See our post on Investing Mistakes Men and Women Make.
(Men, who tend to be active investors, fall into the number-one investing trap: trading too often, as detailed by Terrance Odean. Not only are there costs associated with making trades, like commissions, but the human tendency is to buy and sell at the wrong times. The more often you trade, the higher your risk of making a timing mistake.)
In a guest post that the Upfront Blog supplied to 85 Broads, Zack Miller wrote about some more recent research that suggests that men and women invest best together.

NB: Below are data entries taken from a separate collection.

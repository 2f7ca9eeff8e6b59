//! # Sample Buffer
//!
//! Fixed-capacity, append-only storage for raw stack captures that is safe to
//! write from a signal handler.
//!
//! ## Capture Contract
//!
//! - All slots are allocated up front; capturing never allocates
//! - A single atomic cursor hands out slot indices (`fetch_add`), so a
//!   capture that re-enters another capture still gets its own slot
//! - When the buffer is full, captures are dropped and counted, never
//!   overwritten and never blocked on
//! - Each slot carries a `ready` flag published with `Release` after the
//!   sample is fully written; readers only look at ready slots
//!
//! A slot is written exactly once (its index is handed out exactly once),
//! so reading a ready slot can never race with a writer, even while the
//! sampling source is still armed.

#![allow(unsafe_code)]

use pyrograph_common::RawSample;
use std::cell::UnsafeCell;
use std::sync::atomic::{AtomicBool, AtomicU64, AtomicUsize, Ordering};

/// Result of a single capture attempt
#[derive(Debug, Clone, Copy, PartialEq, Eq)]
pub enum CaptureOutcome {
    /// The sample was stored in a slot
    Stored,
    /// The buffer was full; the drop counter was incremented
    Dropped,
    /// The capture produced no frames and was not stored
    Empty,
}

struct Slot {
    sample: UnsafeCell<RawSample>,
    ready: AtomicBool,
}

/// Lock-free, allocation-free (after construction) sample store
pub struct SampleBuffer {
    slots: Box<[Slot]>,
    next: AtomicUsize,
    dropped: AtomicU64,
    truncated: AtomicU64,
}

// SAFETY: a slot's `UnsafeCell` is only written by the single capture that
// won its index from `next`, and only read after `ready` was published with
// Release ordering. No slot is ever written twice.
unsafe impl Sync for SampleBuffer {}

impl SampleBuffer {
    /// Pre-allocate a buffer holding up to `capacity` samples
    #[must_use]
    pub fn with_capacity(capacity: usize) -> Self {
        let slots = (0..capacity)
            .map(|_| Slot { sample: UnsafeCell::new(RawSample::EMPTY), ready: AtomicBool::new(false) })
            .collect::<Vec<_>>()
            .into_boxed_slice();

        Self {
            slots,
            next: AtomicUsize::new(0),
            dropped: AtomicU64::new(0),
            truncated: AtomicU64::new(0),
        }
    }

    /// Maximum number of samples this buffer can hold
    #[must_use]
    pub fn capacity(&self) -> usize {
        self.slots.len()
    }

    /// Whether further captures will be dropped
    #[must_use]
    pub fn is_full(&self) -> bool {
        self.next.load(Ordering::Relaxed) >= self.slots.len()
    }

    /// Number of slots handed out so far (bounded by capacity)
    #[must_use]
    pub fn len(&self) -> usize {
        self.next.load(Ordering::Acquire).min(self.slots.len())
    }

    #[must_use]
    pub fn is_empty(&self) -> bool {
        self.len() == 0
    }

    /// Captures dropped because the buffer was full
    #[must_use]
    pub fn dropped(&self) -> u64 {
        self.dropped.load(Ordering::Relaxed)
    }

    /// Stored samples whose stack was deeper than the depth limit
    #[must_use]
    pub fn truncated(&self) -> u64 {
        self.truncated.load(Ordering::Relaxed)
    }

    /// Capture a sample produced by `fill`
    ///
    /// `fill` writes frames into a zeroed stack-local sample and sets its
    /// `depth`/`truncated` fields. Async-signal-safe as long as `fill` is:
    /// no locks, no allocation, bounded time.
    pub fn capture_with<F>(&self, fill: F) -> CaptureOutcome
    where
        F: FnOnce(&mut RawSample),
    {
        // Cheap early-out so a full buffer does not pay for a stack walk
        if self.is_full() {
            self.dropped.fetch_add(1, Ordering::Relaxed);
            return CaptureOutcome::Dropped;
        }

        let mut sample = RawSample::EMPTY;
        fill(&mut sample);
        self.push(&sample)
    }

    /// Store an already-captured sample
    pub fn push(&self, sample: &RawSample) -> CaptureOutcome {
        if sample.frames().is_empty() {
            return CaptureOutcome::Empty;
        }

        let index = self.next.fetch_add(1, Ordering::AcqRel);
        let Some(slot) = self.slots.get(index) else {
            self.dropped.fetch_add(1, Ordering::Relaxed);
            return CaptureOutcome::Dropped;
        };

        // SAFETY: `index` was handed out to this call only, see `Sync` impl.
        unsafe {
            *slot.sample.get() = *sample;
        }
        slot.ready.store(true, Ordering::Release);

        if sample.is_truncated() {
            self.truncated.fetch_add(1, Ordering::Relaxed);
        }
        CaptureOutcome::Stored
    }

    /// Iterate over fully written samples in capture order
    pub fn iter(&self) -> impl Iterator<Item = &RawSample> + '_ {
        self.slots[..self.len()].iter().filter_map(|slot| {
            if slot.ready.load(Ordering::Acquire) {
                // SAFETY: ready slots are never written again.
                Some(unsafe { &*slot.sample.get() })
            } else {
                None
            }
        })
    }
}

impl std::fmt::Debug for SampleBuffer {
    fn fmt(&self, f: &mut std::fmt::Formatter<'_>) -> std::fmt::Result {
        f.debug_struct("SampleBuffer")
            .field("capacity", &self.capacity())
            .field("len", &self.len())
            .field("dropped", &self.dropped())
            .finish_non_exhaustive()
    }
}

#[cfg(test)]
mod tests {
    use super::*;
    use pyrograph_common::MAX_STACK_DEPTH;

    #[test]
    fn test_capture_and_iterate_in_order() {
        let buffer = SampleBuffer::with_capacity(4);
        assert_eq!(buffer.push(&RawSample::from_frames(&[1, 2])), CaptureOutcome::Stored);
        assert_eq!(buffer.push(&RawSample::from_frames(&[3])), CaptureOutcome::Stored);

        let frames: Vec<Vec<u64>> = buffer.iter().map(|s| s.frames().to_vec()).collect();
        assert_eq!(frames, vec![vec![1, 2], vec![3]]);
        assert_eq!(buffer.dropped(), 0);
    }

    #[test]
    fn test_full_buffer_drops_and_counts() {
        let buffer = SampleBuffer::with_capacity(2);
        for ip in 1..=5 {
            buffer.capture_with(|sample| {
                sample.ips[0] = ip;
                sample.depth = 1;
            });
        }

        assert!(buffer.is_full());
        assert_eq!(buffer.len(), 2);
        assert_eq!(buffer.dropped(), 3);
        // Never overwritten: the first two captures survive
        let ips: Vec<u64> = buffer.iter().map(|s| s.frames()[0]).collect();
        assert_eq!(ips, vec![1, 2]);
    }

    #[test]
    fn test_empty_capture_is_not_stored() {
        let buffer = SampleBuffer::with_capacity(2);
        assert_eq!(buffer.capture_with(|_| {}), CaptureOutcome::Empty);
        assert!(buffer.is_empty());
        assert_eq!(buffer.dropped(), 0);
    }

    #[test]
    fn test_truncated_samples_are_counted() {
        let buffer = SampleBuffer::with_capacity(2);
        buffer.push(&RawSample::from_frames(&[9; MAX_STACK_DEPTH + 1]));
        assert_eq!(buffer.truncated(), 1);
        assert_eq!(buffer.iter().count(), 1);
    }

    #[test]
    fn test_concurrent_captures_account_for_every_attempt() {
        let buffer = SampleBuffer::with_capacity(1000);
        std::thread::scope(|scope| {
            for thread in 0..4u64 {
                let buffer = &buffer;
                scope.spawn(move || {
                    for i in 0..400u64 {
                        buffer.push(&RawSample::from_frames(&[thread * 1000 + i + 1]));
                    }
                });
            }
        });

        assert_eq!(buffer.len(), 1000);
        assert_eq!(buffer.dropped(), 600);
        assert_eq!(buffer.iter().count(), 1000);
    }
}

A study on investing patterns in marriage and divorce showed that members of a married couple adjust the portfolio’s risk profile to jive better with their partner’s tolerance for volatility. Married men dial risk down and hitched women tend to own more stocks than they would when they were single.
And that spells more stock market participation for married couples than for single men and women. In fact, married couples generally perform better than single men and women, at least when it comes to retirement investing.
Examining nearly seven thousand retirement accounts, researchers found that married couples had 42.88% of their portfolios in stocks while unmarried people averaged only 36.52%. That exposure to the stock market– combined with less male-driven trading — means married couples in that same research performed better than single (8.92% per year versus 8.16%).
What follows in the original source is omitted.